Image representation is the process of representing a digital image in a computer. This process typically involves converting the digital image into a format that can be stored in a computer, such as a JPEG file or a PNG file.
The image representation can also involve extracting features from the digital image, such as edges, corners, or blobs. These features can be represented as a set of points, which can be stored in a computer for further processing.

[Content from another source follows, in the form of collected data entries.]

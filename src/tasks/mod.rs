//! Task catalog: every inference task the native backend can run, the
//! preprocessing signature of its implementation, and its default model.

mod input;
mod manifest;
mod registry;
mod schema;

pub use input::{
    bind_inputs, bind_inputs_as, FeatureExtractionArgs, FillMaskArgs, QuestionAnsweringArgs, Seq2SeqArgs,
    TaskInput, TextBatch, TextClassificationArgs, TextGenerationArgs, TokenClassificationArgs,
    ZeroShotArgs,
};
pub use manifest::{ArtifactSet, ComponentManifest, ComponentRole};
pub use registry::{TaskDescriptor, TaskRegistry};
pub use schema::{
    resolve_parameters, OverrideTable, ParamDefault, ParameterSpec, RawKind, RawParameter,
    StaticDefault,
};

use serde::Serialize;
use std::fmt;

/// Strongly typed identity of a task implementation.
#[derive(Debug, Clone, Copy, PartialEq, Eq, Hash, Serialize)]
#[serde(rename_all = "kebab-case")]
pub enum TaskKind {
    TextClassification,
    TokenClassification,
    QuestionAnswering,
    ZeroShotClassification,
    FillMask,
    FeatureExtraction,
    Summarization,
    #[serde(rename = "text2text-generation")]
    Text2TextGeneration,
    TextGeneration,
}

impl fmt::Display for TaskKind {
    fn fmt(&self, f: &mut fmt::Formatter<'_>) -> fmt::Result {
        let name = SUPPORTED_TASKS
            .iter()
            .find(|d| d.kind == *self)
            .map(|d| d.name)
            .unwrap_or("unknown");
        f.write_str(name)
    }
}

/// How caller values are handed to the pipeline.
#[derive(Debug, Clone, Copy, PartialEq, Eq, Serialize)]
#[serde(rename_all = "snake_case")]
pub enum CallConvention {
    /// Mapping keys are argument names.
    Keyword,
    /// Mapping values are taken in order; keys are ignored.
    Positional,
}

/// Static description of one supported task.
#[derive(Debug, Clone, Copy)]
pub struct TaskDefinition {
    pub name: &'static str,
    pub kind: TaskKind,
    pub default_model: Option<&'static str>,
    pub convention: CallConvention,
    pub manifest: ComponentManifest,
    /// Signature of the implementation's preprocessing step.
    pub signature: &'static [RawParameter],
}

use schema::StaticDefault as D;

pub static SUPPORTED_TASKS: &[TaskDefinition] = &[
    TaskDefinition {
        name: "text-classification",
        kind: TaskKind::TextClassification,
        default_model: Some("distilbert/distilbert-base-uncased-finetuned-sst-2-english"),
        convention: CallConvention::Keyword,
        manifest: ComponentManifest::TEXT,
        signature: &[
            RawParameter::receiver(),
            RawParameter::required("inputs", "string | string[]"),
            RawParameter::optional("top_k", "integer", D::Int(1)),
            RawParameter::variadic("tokenizer_kwargs"),
        ],
    },
    TaskDefinition {
        name: "token-classification",
        kind: TaskKind::TokenClassification,
        default_model: Some("dslim/bert-base-NER"),
        convention: CallConvention::Keyword,
        manifest: ComponentManifest::TEXT,
        signature: &[
            RawParameter::receiver(),
            RawParameter::required("sentence", "string"),
            RawParameter::optional("ignore_labels", "string[]", D::StrList(&["O"])),
            RawParameter::variadic("preprocess_params"),
        ],
    },
    TaskDefinition {
        name: "question-answering",
        kind: TaskKind::QuestionAnswering,
        default_model: Some("distilbert/distilbert-base-cased-distilled-squad"),
        convention: CallConvention::Keyword,
        manifest: ComponentManifest::TEXT,
        signature: &[
            RawParameter::receiver(),
            RawParameter::required("question", "string"),
            RawParameter::required("context", "string"),
            RawParameter::optional("max_answer_len", "integer", D::Int(15)),
        ],
    },
    TaskDefinition {
        name: "zero-shot-classification",
        kind: TaskKind::ZeroShotClassification,
        default_model: Some("typeform/distilbert-base-uncased-mnli"),
        convention: CallConvention::Keyword,
        manifest: ComponentManifest::TEXT,
        signature: &[
            RawParameter::receiver(),
            RawParameter::required("inputs", "string"),
            RawParameter::required("candidate_labels", "string[]"),
            RawParameter::optional("hypothesis_template", "string", D::Str("This example is {}.")),
            RawParameter::optional("multi_label", "bool", D::Bool(false)),
        ],
    },
    TaskDefinition {
        name: "fill-mask",
        kind: TaskKind::FillMask,
        default_model: Some("distilbert/distilbert-base-uncased"),
        convention: CallConvention::Keyword,
        manifest: ComponentManifest::TEXT,
        signature: &[
            RawParameter::receiver(),
            RawParameter::required("inputs", "string"),
            RawParameter::optional("top_k", "integer", D::Int(5)),
        ],
    },
    TaskDefinition {
        name: "feature-extraction",
        kind: TaskKind::FeatureExtraction,
        default_model: Some("distilbert/distilbert-base-cased"),
        convention: CallConvention::Keyword,
        manifest: ComponentManifest::TEXT,
        signature: &[
            RawParameter::receiver(),
            RawParameter::required("inputs", "string"),
            RawParameter::variadic("tokenize_kwargs"),
        ],
    },
    TaskDefinition {
        name: "summarization",
        kind: TaskKind::Summarization,
        default_model: Some("google-t5/t5-small"),
        convention: CallConvention::Positional,
        manifest: ComponentManifest::TEXT,
        signature: &[
            RawParameter::receiver(),
            RawParameter::required("inputs", "string"),
            RawParameter::optional("max_new_tokens", "integer", D::Int(64)),
            RawParameter::variadic("args"),
        ],
    },
    TaskDefinition {
        name: "text2text-generation",
        kind: TaskKind::Text2TextGeneration,
        default_model: Some("google-t5/t5-small"),
        convention: CallConvention::Positional,
        manifest: ComponentManifest::TEXT,
        signature: &[
            RawParameter::receiver(),
            RawParameter::required("inputs", "string"),
            RawParameter::optional("max_new_tokens", "integer", D::Int(64)),
            RawParameter::variadic("args"),
        ],
    },
    TaskDefinition {
        name: "text-generation",
        kind: TaskKind::TextGeneration,
        default_model: Some("Qwen/Qwen2.5-0.5B"),
        convention: CallConvention::Positional,
        manifest: ComponentManifest::TEXT,
        signature: &[
            RawParameter::receiver(),
            RawParameter::required("prompt_text", "string"),
            RawParameter::optional("max_new_tokens", "integer", D::Int(32)),
            RawParameter::variadic("generate_kwargs"),
        ],
    },
];

/// Looks up a catalog entry by task name.
pub fn find_definition(name: &str) -> Option<&'static TaskDefinition> {
    SUPPORTED_TASKS.iter().find(|d| d.name == name)
}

Image analysis is the process of extracting information from a digital image. This process typically involves extracting features from the image, such as edges, corners, or blobs, and then performing a statistical analysis of these features.
The output of image analysis is typically a set of quantitative measurements, which can be used to characterize the content of the image. For example, the output of image analysis can be used to identify objects in an image or to determine thepose of a person in an image.